Le nouveau texte change certains aspects essentiels qui constituaient pourtant des « lignes rouges » des Vingt-sept
Le 17 octobre, un nouvel accord de divorce est conclu avec Bruxelles. Et ce, alors même que les dirigeants européens ne cessaient de répéter, depuis un an, que l’accord signé en novembre 2018 par Theresa May ne pouvait être renégocié – pas même une virgule. Le nouveau texte change certains aspects essentiels qui constituaient pourtant des « lignes rouges » des Vingt-sept.
Le 19 octobre, les parlementaires reportent la discussion et donc la ratification dudit texte, mais le 21, une majorité d’entre eux approuve le principe d’une loi transposant dans le droit britannique l’accord en question. Une étape que Theresa May n’avait jamais pu franchir.
Le 29 octobre enfin, après trois tentatives infructueuses du chef du gouvernement, les députés acceptent la dissolution du Parlement et des élections anticipées le 12 décembre. Pour Boris Johnson, c’est enfin la perspective d’en finir avec une paralysie parlementaire qui paraissait indépassable.
La première victoire, celle du nouvel accord signé avec l’UE, est considérable. Là où le texte précédent était susceptible de garder indéfiniment le Royaume-Uni au sein de l’union douanière européenne, celui-ci constituera un territoire douanier séparé (au terme d’une période transitoire d’une année), et aura donc la liberté de négocier des accords commerciaux avec des pays tiers.
D’autre part, si le chef du gouvernement a dû accepter que des règles et normes de l’UE (en matière de protection des consommateurs, par exemple) pour les marchandises s’appliquent à l’Irlande du Nord (partie intégrante du Royaume-Uni), des arrangements douaniers seront mis en place pour éviter qu’une frontière physique soit rétablie entre la République d’Irlande (membre de l’UE) et l’Irlande du Nord.

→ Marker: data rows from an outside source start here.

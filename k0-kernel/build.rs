fn main() {
    // The linker script only applies to the freestanding target; host
    // builds (unit tests) link normally.
    let target_os = std::env::var("CARGO_CFG_TARGET_OS").unwrap_or_default();
    if target_os == "none" {
        let manifest_dir = std::env::var("CARGO_MANIFEST_DIR").unwrap();
        println!("cargo:rustc-link-arg-bins=-T{}/kernel.ld", manifest_dir);
    }

    // Rerun if linker script changes
    println!("cargo:rerun-if-changed=kernel.ld");
}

Le « filet de sécurité » auquel Bruxelles tenait tant, et qui aurait pu maintenir le Royaume-Uni prisonnier, est écarté
Ces dispositions devront être renouvelées – ou pas – tous les quatre ans par le parlement régional de cette dernière. Le « filet de sécurité » (« backstop ») auquel Bruxelles tenait tant, et qui aurait pu maintenir éternellement le Royaume-Uni prisonnier, est donc écarté.

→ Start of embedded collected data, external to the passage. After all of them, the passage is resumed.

//! Critical Sections
//!
//! A scoped interrupt-disable region. [`enter`] samples PRIMASK, masks
//! interrupts and hands back a guard; dropping the guard re-enables
//! interrupts only if they were enabled on entry, so sections nest
//! without clobbering an outer mask.
//!
//! # Example
//!
//! ```ignore
//! let section = critical::enter();
//! // ... touch state shared with interrupt context ...
//! drop(section); // PRIMASK restored to its pre-entry value
//! ```

use core::marker::PhantomData;

use crate::cpu::{disable_interrupts, restore_interrupts};

/// An active critical section.
///
/// Interrupts stay masked for as long as this value is alive. The guard
/// is `!Send`: it must be dropped on the execution context that created
/// it, because the saved mask travels with that context's stack.
///
/// The guard cannot be copied or cloned, so a section cannot be "exited"
/// twice.
#[must_use = "interrupts stay disabled until the guard is dropped"]
pub struct CriticalSection {
    primask: u32,
    // Raw pointers are !Send; the saved mask must not migrate
    _not_send: PhantomData<*const ()>,
}

/// Enter a critical section.
///
/// Samples PRIMASK and masks all configurable interrupts.
pub fn enter() -> CriticalSection {
    let primask = disable_interrupts();
    CriticalSection {
        primask,
        _not_send: PhantomData,
    }
}

impl CriticalSection {
    /// The PRIMASK value sampled on entry.
    #[must_use]
    #[inline]
    pub fn saved_primask(&self) -> u32 {
        self.primask
    }
}

impl Drop for CriticalSection {
    fn drop(&mut self) {
        restore_interrupts(self.primask);
    }
}

#[cfg(test)]
mod tests {
    use super::*;
    use crate::cpu::read_primask;
    use crate::test_support::INTERRUPT_STATE_LOCK;

    #[test]
    fn test_enter_exit_restores_primask() {
        let _lock = INTERRUPT_STATE_LOCK.lock().unwrap_or_else(|e| e.into_inner());

        let before = read_primask();
        let section = enter();
        assert_eq!(read_primask() & 1, 1);
        drop(section);
        assert_eq!(read_primask(), before);
    }

    #[test]
    fn test_nested_sections_are_idempotent() {
        let _lock = INTERRUPT_STATE_LOCK.lock().unwrap_or_else(|e| e.into_inner());

        let before = read_primask();
        let outer = enter();
        let inner = enter();
        // The inner section saw interrupts already masked
        assert_eq!(inner.saved_primask() & 1, 1);
        drop(inner);
        // Still masked: only the outer guard may unmask
        assert_eq!(read_primask() & 1, 1);
        drop(outer);
        assert_eq!(read_primask(), before);
    }
}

La deuxième victoire semblait également improbable : le principe dudit accord a été approuvé par les parlementaires (par 329 voix contre 299). Mme May, malgré trois tentatives, n’avait pu franchir cet obstacle. Cette fois, le texte a recueilli l’assentiment tant des « Brexiters radicaux » que de ceux qui se sont résignés à un Brexit à condition qu’il ne soit pas trop « brutal » (sortie « sans accord »).
Enfin, le dernier succès paraissait hors de portée, car l’opposition travailliste – profondément déchirée entre un appareil pro-UE, et des électeurs des classes populaires pro-Brexit – se refusait à de nouvelles élections, synonymes pour elle de probable débâcle. A la quatrième tentative du premier ministre cependant, les dirigeants du Labour ont dû lever leur veto, tant ce blocage paraissait politiquement indéfendable.
Période électorale de six semaines
S’ouvre donc désormais une période électorale de six semaines. Le scrutin à venir est déjà décrit comme le plus important depuis la fin de la seconde guerre mondiale. Tout laisse à penser que le Brexit sera au cœur de la campagne, dans un pays plus polarisé que jamais.
Les Travaillistes risquent de recueillir un résultat calamiteux. Certains de leurs électeurs aisés et urbains, majoritairement pro-UE, pourraient bien être tentés de glisser vers les Libéraux-démocrates, qui plaident ouvertement pour que le Brexit soit purement et simplement annulé.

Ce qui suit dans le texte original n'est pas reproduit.